* WHAT THE TASK ASKS:
Which of the lines in the data below contain the string "Some"? Copy each of them.

* RECORDS SHOWN:
//! Command handlers

use core::fmt::Write;

use super::parser::ParsedCommand;
use super::ConsoleError;
use crate::config::{Config, UNIT_MS_MAX, UNIT_MS_MIN};
use crate::control::ControlState;
use crate::diagnostics::Diagnostics;

/// Version string (set by build.rs, includes git hash)
pub const VERSION: &str = env!("VERSION_STRING");

/// Shared state a command may read or change.
#[derive(Clone, Copy)]
pub struct CommandContext<'a> {
    pub control: &'a ControlState,
    pub diagnostics: &'a Diagnostics,
    pub config: &'a Config,
}

/// Side effect the caller must carry out after a command.
#[derive(Debug, Clone, Copy, PartialEq, Eq)]
pub enum CommandEffect {
    None,
    /// Blank the display.
    ClearDisplay,
    /// Stop the program (restart on the device).
    Exit,
}

type Handler =
    fn(&ParsedCommand<'_>, &CommandContext<'_>, &mut dyn Write) -> Result<CommandEffect, ConsoleError>;

/// Command descriptor
pub struct CommandDescriptor {
    pub name: &'static str,
    pub brief: &'static str,
    pub handler: Handler,
}

/// All available commands
pub static COMMANDS: &[CommandDescriptor] = &[
    CommandDescriptor { name: "clear", brief: "Clear the display", handler: cmd_clear },
    CommandDescriptor { name: "exit", brief: "Stop (restarts the device)", handler: cmd_exit },
    CommandDescriptor { name: "help", brief: "List commands", handler: cmd_help },
    CommandDescriptor { name: "status", brief: "Mode, capture gate, peer link", handler: cmd_status },
    CommandDescriptor { name: "stats", brief: "Diagnostics counters [reset]", handler: cmd_stats },
    CommandDescriptor { name: "theme", brief: "Theme odds 1-in-<n>, or 'off'", handler: cmd_theme },
    CommandDescriptor { name: "unit", brief: "Show or set Morse unit [ms]", handler: cmd_unit },
];

/// Execute a parsed command
pub fn execute(
    cmd: &ParsedCommand<'_>,
    ctx: &CommandContext<'_>,
    out: &mut dyn Write,
) -> Result<CommandEffect, ConsoleError> {
    let handler = COMMANDS
        .iter()
        .find(|c| c.name == cmd.command)
        .ok_or(ConsoleError::UnknownCommand)?;

    (handler.handler)(cmd, ctx, out)
}

/// Print welcome banner
pub fn print_banner(out: &mut dyn Write) {
    let _ = writeln!(out, "\r\n{}", VERSION);
    let _ = writeln!(out, "Type ':help' for commands.\r");
}

// --- Command Implementations ---

fn cmd_clear(
    _cmd: &ParsedCommand<'_>,
    _ctx: &CommandContext<'_>,
    _out: &mut dyn Write,
) -> Result<CommandEffect, ConsoleError> {
    Ok(CommandEffect::ClearDisplay)
}

fn cmd_exit(
    _cmd: &ParsedCommand<'_>,
    _ctx: &CommandContext<'_>,
    out: &mut dyn Write,
) -> Result<CommandEffect, ConsoleError> {
    let _ = writeln!(out, "Exiting...");
    Ok(CommandEffect::Exit)
}

fn cmd_help(
    cmd: &ParsedCommand<'_>,
    _ctx: &CommandContext<'_>,
    out: &mut dyn Write,
) -> Result<CommandEffect, ConsoleError> {
    if let Some(name) = cmd.arg(0) {
        let name = name.trim_start_matches(':');
        let c = COMMANDS
            .iter()
            .find(|c| c.name == name)
            .ok_or(ConsoleError::UnknownCommand)?;
        let _ = writeln!(out, ":{}: {}", c.name, c.brief);
    } else {
        for c in COMMANDS {
            let _ = writeln!(out, "  :{:<8} {}", c.name, c.brief);
        }
        let _ = writeln!(out, "Other lines: encoded (Receiving) or decoded (Decoding).");
        let _ = writeln!(out, "Text between %% markers passes through unchanged.");
    }
    Ok(CommandEffect::None)
}

fn cmd_status(
    _cmd: &ParsedCommand<'_>,
    ctx: &CommandContext<'_>,
    out: &mut dyn Write,
) -> Result<CommandEffect, ConsoleError> {
    let snap = ctx.control.snapshot();
    let _ = writeln!(out, "{}", VERSION);
    let _ = writeln!(out, "mode: {}", snap.mode.as_str());
    let _ = writeln!(out, "state: {:?}", snap.state);
    let _ = writeln!(out, "peer: {:?}", snap.peer);
    let _ = writeln!(out, "unit: {}ms", ctx.config.unit_ms());
    Ok(CommandEffect::None)
}

fn cmd_stats(
    cmd: &ParsedCommand<'_>,
    ctx: &CommandContext<'_>,
    out: &mut dyn Write,
) -> Result<CommandEffect, ConsoleError> {
    match cmd.arg(0) {
        None => {}
        Some("reset") => {
            ctx.diagnostics.reset();
            let _ = writeln!(out, "stats reset");
            return Ok(CommandEffect::None);
        }
        Some(_) => return Err(ConsoleError::InvalidValue),
    }

    let s = ctx.diagnostics.snapshot();
    let _ = writeln!(out, "symbols sent:    {}", s.symbols_sent);
    let _ = writeln!(out, "symbols dropped: {}", s.symbols_dropped);
    let _ = writeln!(out, "sensor faults:   {}", s.sensor_faults);
    let _ = writeln!(out, "line overflows:  {}", s.line_overflows);
    let _ = writeln!(out, "word overflows:  {}", s.word_overflows);
    let _ = writeln!(out, "render drops:    {}", s.render_drops);
    let _ = writeln!(out, "peer tx fails:   {}", s.peer_tx_failures);
    let _ = writeln!(out, "invalid input:   {}", s.invalid_input);
    Ok(CommandEffect::None)
}

fn cmd_unit(
    cmd: &ParsedCommand<'_>,
    ctx: &CommandContext<'_>,
    out: &mut dyn Write,
) -> Result<CommandEffect, ConsoleError> {
    if let Some(value) = cmd.arg(0) {
        ctx.config.set_unit_ms(value.parse()?)?;
    }
    let _ = writeln!(
        out,
        "unit={}ms ({}..={})",
        ctx.config.unit_ms(),
        UNIT_MS_MIN,
        UNIT_MS_MAX
    );
    Ok(CommandEffect::None)
}

fn cmd_theme(
    cmd: &ParsedCommand<'_>,
    ctx: &CommandContext<'_>,
    out: &mut dyn Write,
) -> Result<CommandEffect, ConsoleError> {
    let value = cmd.arg(0).ok_or(ConsoleError::MissingArg)?;
    let one_in: u8 = match value {
        "off" => 0,
        v => v.parse()?,
    };
    ctx.config.set_theme_one_in(one_in);
    let _ = match one_in {
        0 => writeln!(out, "theme=off"),
        n => writeln!(out, "theme=1/{}", n),
    };
    Ok(CommandEffect::None)
}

* SOLUTION FOR THIS EXERCISE:
    if let Some(name) = cmd.arg(0) {
        Some("reset") => {
        Some(_) => return Err(ConsoleError::InvalidValue),
    if let Some(value) = cmd.arg(0) {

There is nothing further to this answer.